The relentless climb of ISA’s White Sugar Price Index seems to have finally reverse gears, declining nearly 6 percent since mid-November. The reversal coincided with publication of USDA’s semi-annual World Markets and Trade forecast for MY-21/22, and has since maintained its downward spiral.
Interestingly, the USDA report revised its forecast of global sugar production by 2.5 percent – a significant margin for this food commodity, while marginally elevating global consumption forecast. Yet, global prices have diminished since, indicating that world markets expected an even sharper decline.

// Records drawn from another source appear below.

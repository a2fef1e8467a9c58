//! Login, logout and session inspection.

use log::info;
use serde_json::json;

use super::Console;
use crate::{
    error::{ConsoleError, Result},
    models::{LoginResponse, Session, UserProfile},
    params::Login,
    transport::ApiRequest,
};

impl Console {
    /// Authenticates against the backend and stores the returned tokens
    /// and profile.
    pub async fn login(&self, params: &Login) -> Result<Session> {
        for (field, value) in [
            ("tenantCode", &params.tenant_code),
            ("email", &params.email),
            ("password", &params.password),
        ] {
            if value.trim().is_empty() {
                return Err(ConsoleError::validation(field).with_reason("must not be empty"));
            }
        }

        let request = ApiRequest::post("/api/auth/login").anonymous().json(&json!({
            "tenantCode": params.tenant_code,
            "email": params.email,
            "password": params.password,
        }))?;
        let response: LoginResponse = self.client.fetch(request).await?;
        self.session_store().save_login(&response).await?;
        info!("Logged in as {}", params.email);

        self.current_session().await
    }

    /// Forgets the stored credentials. Purely local.
    pub async fn logout(&self) -> Result<()> {
        self.session_store().clear().await?;
        info!("Logged out");
        Ok(())
    }

    pub async fn current_session(&self) -> Result<Session> {
        self.session_store().load().await
    }

    /// Profile of the logged-in user, or `SessionTerminated` when nobody is.
    pub(crate) async fn require_user(&self) -> Result<UserProfile> {
        self.current_session()
            .await?
            .user
            .ok_or_else(|| ConsoleError::SessionTerminated {
                reason: "not logged in".to_string(),
            })
    }
}
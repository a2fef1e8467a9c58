mod common;

use common::{create_test_console, ScriptedBackend};
use elina_core::{
    bulk_import::{BulkImport, ImportFile, TEMPLATE_CSV},
    staged::{CommitOutcome, StagePhase},
    transport::RequestBody,
};
use serde_json::{json, Value};

fn dry_run(invalid: u32) -> Value {
    let errors = if invalid == 0 {
        json!([])
    } else {
        json!(["Unknown code type"])
    };
    json!({
        "dryRun": true,
        "totalRows": 2,
        "validRows": 2 - invalid,
        "invalidRows": invalid,
        "rows": [
            { "rowNumber": 2, "codeType": "WORK_CENTER", "codeValue": "WC_SITE", "valid": true, "action": "CREATE" },
            { "rowNumber": 3, "codeType": "COST_CENTER", "codeValue": "CC_001", "valid": invalid == 0, "errors": errors, "action": "UPDATE" }
        ]
    })
}

fn dry_run_field(body: &RequestBody) -> Option<String> {
    match body {
        RequestBody::Multipart(part) => part
            .fields
            .iter()
            .find(|(name, _)| name == "dryRun")
            .map(|(_, value)| value.clone()),
        _ => None,
    }
}

#[tokio::test]
async fn test_invalid_rows_block_the_import() {
    let backend = ScriptedBackend::new();
    let (_temp_dir, console) = create_test_console(backend.clone(), &[]).await;
    let file = ImportFile::from_bytes("codes.csv", TEMPLATE_CSV.as_bytes().to_vec()).expect("file");

    let mut import = BulkImport::master_codes();
    backend.ok(dry_run(1));
    let preview = import.stage(&console, file).await.expect("dry run");
    assert_eq!(preview.invalid_rows, 1);
    assert!(!import.is_committable());

    assert!(import.arm().is_err());
    assert!(import.commit(&console).await.is_err());
    assert_eq!(backend.requests().len(), 1);
    assert_eq!(
        dry_run_field(&backend.requests()[0].body).as_deref(),
        Some("true")
    );
}

#[tokio::test]
async fn test_clean_dry_run_then_commit() {
    let backend = ScriptedBackend::new();
    let (_temp_dir, console) = create_test_console(backend.clone(), &[]).await;
    let file = ImportFile::from_bytes("codes.csv", TEMPLATE_CSV.as_bytes().to_vec()).expect("file");

    let mut import = BulkImport::master_codes();
    backend.ok(dry_run(0));
    import.stage(&console, file).await.expect("dry run");
    assert!(import.is_committable());
    import.arm().expect("arm");

    backend.ok(json!({
        "dryRun": false,
        "totalRows": 2,
        "validRows": 2,
        "invalidRows": 0,
        "createdCount": 1,
        "updatedCount": 1
    }));
    let outcome = import.commit(&console).await.expect("commit");
    let CommitOutcome::Committed(result) = outcome else {
        panic!("expected committed import");
    };
    assert_eq!(result.created_count, 1);
    assert_eq!(result.updated_count, 1);
    assert_eq!(import.phase(), StagePhase::Committed);

    let requests = backend.requests();
    assert_eq!(requests.len(), 2);
    assert_eq!(dry_run_field(&requests[1].body).as_deref(), Some("false"));
    let RequestBody::Multipart(part) = &requests[1].body else {
        panic!("expected multipart upload");
    };
    assert_eq!(part.field, "file");
    assert_eq!(part.file_name, "codes.csv");
}

#[tokio::test]
async fn test_bad_header_never_uploads() {
    let backend = ScriptedBackend::new();
    let (_temp_dir, _console) = create_test_console(backend.clone(), &[]).await;

    assert!(ImportFile::from_bytes("codes.csv", b"type,value\nA,B\n".to_vec()).is_err());
    assert!(backend.requests().is_empty());
}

Of note is the forecast of growth in global consumption, which is now up 2 percent over MY-20/21. This is the highest rate of increase in annual world consumption since MY-12/13. World consumption is now forecast to reach 175 million tons, heralding a turnaround from Covid-led downturn which saw consumption drop to 170 million tons. For context, that’s akin to Pakistan’s annual consumption nearly wiping off the market (national consumption is estimated between 5.5 – 5.9 million tons).
Here it may be worthwhile to recall that despite a crash in nearly all commodity prices during peak pandemic months, world sugar prices managed to hold their ground relatively well. This was partly driven by supply-side factors that preceded Covid-19. World sugar output crashed from peak levels of 194 million tons in MY18 to 166 million tons by MY20, in part an outcome of extreme weather events but mainly driven by record high carryover inventory from preceding years.
Throughout lockdowns, global sugar stocks were slow to recover, holding demand for imports steady, which in turn ensured that sugar prices did not tumble the same way as other food commodities prices did. By the time global trade resumed and supply chain crisis begin to turn trajectory of world commodity indices, global sugar stock position was all set to fly-on all engines, breaching levels not witnessed in over 10 years.
So, will sugar prices continue rising now that global trade has resumed on full throttle? That’s hard to say. Weather has been kind to sugarcane and sugar beet crops in most regions, meaning output may not be as severely affected as was witnessed in the last two years. But that doesn’t mean prices shall fall to levels seen in 2018, simply because stock-to-use ratio is projected in safe vicinity of 96%+, against shock level of under 90% witnessed in MY-17/18.
What does this mean for Pakistan? That the window for allowing export of sugar on world competitive prices may remain open for a little longer. With CIF prices still hovering over $600 per ton – and USDA projecting surplus production of 0.7 million tons - there may be ample room to export at current prices, without involving any subsidies into play.
But global sugar stocks move cyclically, and the next marketing year MY-22/23 may very well see substantial marketable surplus returning to global scene. If that happens, it may be too late to foray into world markets; but it will also be election year. Delay by design or coincidence? You decide!